◆ Exercise
In the data below, find each line containing the string "ArtifactUrl" and return it.

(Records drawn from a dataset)
◇ ◇ ◇ ◇ ◇
//! Artifact URL resolution.
//!
//! Repository snapshots have a URL computable from the request alone.
//! Packaged charts only get a location once the staging service has built
//! them, so it is read from the HelmChart's `.status.url` and rewritten to
//! point at the tunnel.

mod cluster;
mod error;
mod url;

pub use self::cluster::{
    KubeStatusResolver, DEFAULT_HELM_CHART_VERSION, HELM_CHART_KIND, SOURCE_GROUP,
};
pub use self::error::{ResolveError, ResolveResult};
pub use self::url::{ArtifactUrl, ARCHIVE_SUFFIX};

use crate::request::{FetchRequest, SourceKind};

/// Looks up the published (cluster-internal) URL of a source object.
pub trait StatusUrlResolver {
    fn status_url(&self, namespace: &str, name: &str) -> ResolveResult<String>;
}

impl<T: StatusUrlResolver + ?Sized> StatusUrlResolver for &T {
    fn status_url(&self, namespace: &str, name: &str) -> ResolveResult<String> {
        (**self).status_url(namespace, name)
    }
}

/// Produce the tunnel-local artifact URL for `request`.
///
/// `local_port` is the port of the active tunnel. `resolver` is only
/// consulted for [`SourceKind::HelmChart`].
pub fn resolve_artifact_url<R>(
    request: &FetchRequest,
    local_port: u16,
    resolver: &R,
) -> ResolveResult<ArtifactUrl>
where
    R: StatusUrlResolver + ?Sized,
{
    match request.kind() {
        SourceKind::GitRepository => Ok(ArtifactUrl::for_source(
            request.kind(),
            request.namespace(),
            request.name(),
            request.revision(),
            local_port,
        )),
        SourceKind::HelmChart => {
            let published = resolver.status_url(request.namespace(), request.name())?;
            ArtifactUrl::from_status_url(&published, local_port)
        }
    }
}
◇ ◇ ◇ ◇ ◇
◆ Answer section
pub use self::url::{ArtifactUrl, ARCHIVE_SUFFIX};
) -> ResolveResult<ArtifactUrl>
        SourceKind::GitRepository => Ok(ArtifactUrl::for_source(
            ArtifactUrl::from_status_url(&published, local_port)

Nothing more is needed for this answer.